ASSIGNMENT: Return, in their exact form, the lines that lie between the start of the data below and the line containing "#[derive(Debug, Error, PartialEq)]", with both ends included.

-- STUDY MATERIAL follows --

use ndarray::{Array1, Array2, ArrayView1, Axis, Zip};
use rand::rngs::StdRng;
use rand::{Rng, SeedableRng};
use serde::{Deserialize, Serialize};
use thiserror::Error;

use super::dataset::PairBatch;
use super::loss::sigmoid;
use super::optim::Adam;

#[derive(Debug, Error, PartialEq)]
pub enum ModelError {
    #[error("Expected {expected}-dimensional input, got {actual}")]
    InputDimension { expected: usize, actual: usize },
    #[error("Weight tensor {name} has shape {actual:?}, expected {expected:?}")]
    WeightShape {
        name: &'static str,
        expected: Vec<usize>,
        actual: Vec<usize>,
    },
}

/// Learnable tensors of the similarity head.
///
/// The same layout is reused for gradients and optimizer moments.
#[derive(Debug, Clone, PartialEq, Serialize, Deserialize)]
pub struct SimilarityWeights {
    /// Projection matrix, `embed x input`.
    pub proj_w: Array2<f32>,
    pub proj_b: Array1<f32>,
    /// Classifier weights over `|proj_a - proj_b|`.
    pub head_w: Array1<f32>,
    /// Classifier bias, stored as a one-element vector.
    pub head_b: Array1<f32>,
}

impl SimilarityWeights {
    pub fn zeros(input_dim: usize, embed_dim: usize) -> Self {
        Self {
            proj_w: Array2::zeros((embed_dim, input_dim)),
            proj_b: Array1::zeros(embed_dim),
            head_w: Array1::zeros(embed_dim),
            head_b: Array1::zeros(1),
        }
    }

    pub fn zeros_like(&self) -> Self {
        Self::zeros(self.input_dim(), self.embed_dim())
    }

    pub fn input_dim(&self) -> usize {
        self.proj_w.ncols()
    }

    pub fn embed_dim(&self) -> usize {
        self.proj_w.nrows()
    }

    fn validate(&self) -> Result<(), ModelError> {
        let embed = self.embed_dim();
        check_shape("proj_b", self.proj_b.shape(), &[embed])?;
        check_shape("head_w", self.head_w.shape(), &[embed])?;
        check_shape("head_b", self.head_b.shape(), &[1])
    }
}

fn check_shape(name: &'static str, actual: &[usize], expected: &[usize]) -> Result<(), ModelError> {
    if actual == expected {
        return Ok(());
    }
    Err(ModelError::WeightShape {
        name,
        expected: expected.to_vec(),
        actual: actual.to_vec(),
    })
}

/// Siamese similarity head over pairs of embeddings.
///
/// Both inputs share one ReLU projection; the classifier scores the
/// element-wise absolute difference of the two projections.
#[derive(Debug, Clone, PartialEq)]
pub struct SimilarityModel {
    weights: SimilarityWeights,
}

/// Intermediate activations kept for the backward pass.
#[derive(Debug)]
pub(crate) struct ForwardPass {
    pre_a: Array2<f32>,
    pre_b: Array2<f32>,
    /// `proj_a - proj_b`, one row per pair.
    pub diff: Array2<f32>,
    pub logits: Array1<f32>,
}

impl SimilarityModel {
    /// Create a model with uniform `±1/sqrt(fan_in)` initialization.
    pub fn new(input_dim: usize, embed_dim: usize, seed: u64) -> Self {
        let mut rng = StdRng::seed_from_u64(seed);
        let mut weights = SimilarityWeights::zeros(input_dim, embed_dim);
        let proj_bound = 1.0 / (input_dim.max(1) as f32).sqrt();
        let head_bound = 1.0 / (embed_dim.max(1) as f32).sqrt();
        weights
            .proj_w
            .mapv_inplace(|_| rng.random_range(-proj_bound..=proj_bound));
        weights
            .proj_b
            .mapv_inplace(|_| rng.random_range(-proj_bound..=proj_bound));
        weights
            .head_w
            .mapv_inplace(|_| rng.random_range(-head_bound..=head_bound));
        weights
            .head_b
            .mapv_inplace(|_| rng.random_range(-head_bound..=head_bound));
        Self { weights }
    }

    /// Wrap previously trained weights after checking their shapes.
    pub fn from_weights(weights: SimilarityWeights) -> Result<Self, ModelError> {
        weights.validate()?;
        Ok(Self { weights })
    }

    pub fn weights(&self) -> &SimilarityWeights {
        &self.weights
    }

    pub(crate) fn weights_mut(&mut self) -> &mut SimilarityWeights {
        &mut self.weights
    }

    pub fn input_dim(&self) -> usize {
        self.weights.input_dim()
    }

    pub fn embed_dim(&self) -> usize {
        self.weights.embed_dim()
    }

    /// Build an Adam optimizer over this model's parameters.
    pub fn optimizer(&self, learning_rate: f32, weight_decay: f32) -> Adam {
        Adam::new(&self.weights, learning_rate, weight_decay)
    }

    /// Project both embeddings into the contrastive space.
    pub fn embed_pair(
        &self,
        a: ArrayView1<'_, f32>,
        b: ArrayView1<'_, f32>,
    ) -> Result<(Array1<f32>, Array1<f32>), ModelError> {
        self.check_input(a.len())?;
        self.check_input(b.len())?;
        Ok((self.project(a), self.project(b)))
    }

    /// Match logit for a pair of embeddings.
    pub fn classify_pair(&self, a: ArrayView1<'_, f32>, b: ArrayView1<'_, f32>) -> Result<f32, ModelError> {
        let (proj_a, proj_b) = self.embed_pair(a, b)?;
        let abs_diff = (&proj_a - &proj_b).mapv(f32::abs);
        Ok(abs_diff.dot(&self.weights.head_w) + self.weights.head_b[0])
    }

    /// Match probability for a pair of embeddings.
    pub fn probability(&self, a: ArrayView1<'_, f32>, b: ArrayView1<'_, f32>) -> Result<f32, ModelError> {
        self.classify_pair(a, b).map(sigmoid)
    }

    fn check_input(&self, actual: usize) -> Result<(), ModelError> {
        let expected = self.input_dim();
        if actual != expected {
            return Err(ModelError::InputDimension { expected, actual });
        }
        Ok(())
    }

    fn project(&self, x: ArrayView1<'_, f32>) -> Array1<f32> {
        (self.weights.proj_w.dot(&x) + &self.weights.proj_b).mapv(relu)
    }

    pub(crate) fn forward(&self, batch: &PairBatch) -> ForwardPass {
        let w_t = self.weights.proj_w.t();
        let pre_a = batch.anchors.dot(&w_t) + &self.weights.proj_b;
        let pre_b = batch.candidates.dot(&w_t) + &self.weights.proj_b;
        let diff = pre_a.mapv(relu) - pre_b.mapv(relu);
        let logits = diff.mapv(f32::abs).dot(&self.weights.head_w) + self.weights.head_b[0];
        ForwardPass {
            pre_a,
            pre_b,
            diff,
            logits,
        }
    }

    /// Gradients of the combined loss given its partial derivatives with
    /// respect to `diff` (contrastive term) and the logits (BCE term).
    pub(crate) fn backward(
        &self,
        batch: &PairBatch,
        pass: &ForwardPass,
        grad_diff: &Array2<f32>,
        grad_logits: &Array1<f32>,
    ) -> SimilarityWeights {
        let signs = pass.diff.mapv(sign);
        let abs_diff = pass.diff.mapv(f32::abs);

        let head_w = abs_diff.t().dot(grad_logits);
        let head_b = Array1::from_elem(1, grad_logits.sum());

        let through_head = &grad_logits.view().insert_axis(Axis(1))
            * &self.weights.head_w.view().insert_axis(Axis(0))
            * &signs;
        let total_diff = grad_diff + &through_head;

        let mut grad_pre_a = total_diff.clone();
        Zip::from(&mut grad_pre_a)
            .and(&pass.pre_a)
            .for_each(|g, &pre| {
                if pre <= 0.0 {
                    *g = 0.0;
                }
            });
        let mut grad_pre_b = total_diff.mapv(|g| -g);
        Zip::from(&mut grad_pre_b)
            .and(&pass.pre_b)
            .for_each(|g, &pre| {
                if pre <= 0.0 {
                    *g = 0.0;
                }
            });

        let proj_w = grad_pre_a.t().dot(&batch.anchors) + grad_pre_b.t().dot(&batch.candidates);
        let proj_b = grad_pre_a.sum_axis(Axis(0)) + grad_pre_b.sum_axis(Axis(0));

        SimilarityWeights {
            proj_w,
            proj_b,
            head_w,
            head_b,
        }
    }
}

fn relu(x: f32) -> f32 {
    x.max(0.0)
}

/// Sign with `sign(0) = 0`, the subgradient used for `|x|`.
fn sign(x: f32) -> f32 {
    if x > 0.0 {
        1.0
    } else if x < 0.0 {
        -1.0
    } else {
        0.0
    }
}

#[cfg(test)]
mod tests {
    use super::*;
    use crate::ml::loss::{bce_with_logits, contrastive_batch};
    use ndarray::{arr1, arr2};

    fn combined_loss(model: &SimilarityModel, batch: &PairBatch, margin: f32) -> f32 {
        let pass = model.forward(batch);
        let (contrastive, _) = contrastive_batch(pass.diff.view(), batch.labels.view(), margin);
        let (bce, _) = bce_with_logits(pass.logits.view(), batch.labels.view());
        contrastive + bce
    }

    fn sample_batch() -> PairBatch {
        PairBatch {
            anchors: arr2(&[[0.5f32, -0.2, 0.9], [0.5, -0.2, 0.9], [0.5, -0.2, 0.9]]),
            candidates: arr2(&[[0.4f32, -0.1, 0.7], [-0.8, 0.6, 0.1], [0.9, 0.3, -0.5]]),
            labels: arr1(&[1.0f32, 0.0, 0.0]),
        }
    }

    #[test]
    fn single_pair_ops_match_batched_forward() {
        let model = SimilarityModel::new(3, 4, 7);
        let batch = sample_batch();
        let pass = model.forward(&batch);
        for row in 0..batch.len() {
            let logit = model
                .classify_pair(batch.anchors.row(row), batch.candidates.row(row))
                .unwrap();
            assert!((logit - pass.logits[row]).abs() < 1e-5);
            let (a, b) = model
                .embed_pair(batch.anchors.row(row), batch.candidates.row(row))
                .unwrap();
            let diff = &a - &b;
            for (x, y) in diff.iter().zip(pass.diff.row(row).iter()) {
                assert!((x - y).abs() < 1e-5);
            }
        }
    }

    #[test]
    fn identical_inputs_give_zero_projection_distance() {
        let model = SimilarityModel::new(3, 5, 1);
        let x = arr1(&[0.1f32, 0.2, 0.3]);
        let (a, b) = model.embed_pair(x.view(), x.view()).unwrap();
        assert_eq!(a, b);
    }

    #[test]
    fn wrong_input_length_is_rejected() {
        let model = SimilarityModel::new(3, 2, 0);
        let a = arr1(&[0.0f32; 3]);
        let b = arr1(&[0.0f32; 4]);
        assert_eq!(
            model.probability(a.view(), b.view()),
            Err(ModelError::InputDimension {
                expected: 3,
                actual: 4
            })
        );
    }

    #[test]
    fn backward_matches_finite_differences() {
        let model = SimilarityModel::new(3, 4, 11);
        let batch = sample_batch();
        let margin = 1.0;
        let pass = model.forward(&batch);
        let (_, grad_diff) = contrastive_batch(pass.diff.view(), batch.labels.view(), margin);
        let (_, grad_logits) = bce_with_logits(pass.logits.view(), batch.labels.view());
        let grads = model.backward(&batch, &pass, &grad_diff, &grad_logits);

        let eps = 1e-3f32;
        let finite_diff = |mutate: &dyn Fn(&mut SimilarityWeights, f32)| {
            let mut plus = model.clone();
            mutate(plus.weights_mut(), eps);
            let mut minus = model.clone();
            mutate(minus.weights_mut(), -eps);
            (combined_loss(&plus, &batch, margin) - combined_loss(&minus, &batch, margin)) / (2.0 * eps)
        };

        for row in 0..4 {
            for col in 0..3 {
                let numeric = finite_diff(&|w: &mut SimilarityWeights, d: f32| w.proj_w[[row, col]] += d);
                assert!(
                    (numeric - grads.proj_w[[row, col]]).abs() < 2e-2,
                    "proj_w[{row},{col}] numeric={numeric} analytic={}",
                    grads.proj_w[[row, col]]
                );
            }
            let numeric = finite_diff(&|w: &mut SimilarityWeights, d: f32| w.head_w[row] += d);
            assert!((numeric - grads.head_w[row]).abs() < 2e-2);
        }
        let numeric = finite_diff(&|w: &mut SimilarityWeights, d: f32| w.head_b[0] += d);
        assert!((numeric - grads.head_b[0]).abs() < 2e-2);
    }

    #[test]
    fn from_weights_rejects_mismatched_bias() {
        let mut weights = SimilarityWeights::zeros(3, 2);
        weights.proj_b = Array1::zeros(5);
        assert!(matches!(
            SimilarityModel::from_weights(weights),
            Err(ModelError::WeightShape { name: "proj_b", .. })
        ));
    }
}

-- STUDY MATERIAL concluded --

SOLUTION TO THIS PROBLEM:
use ndarray::{Array1, Array2, ArrayView1, Axis, Zip};
use rand::rngs::StdRng;
use rand::{Rng, SeedableRng};
use serde::{Deserialize, Serialize};
use thiserror::Error;

use super::dataset::PairBatch;
use super::loss::sigmoid;
use super::optim::Adam;

#[derive(Debug, Error, PartialEq)]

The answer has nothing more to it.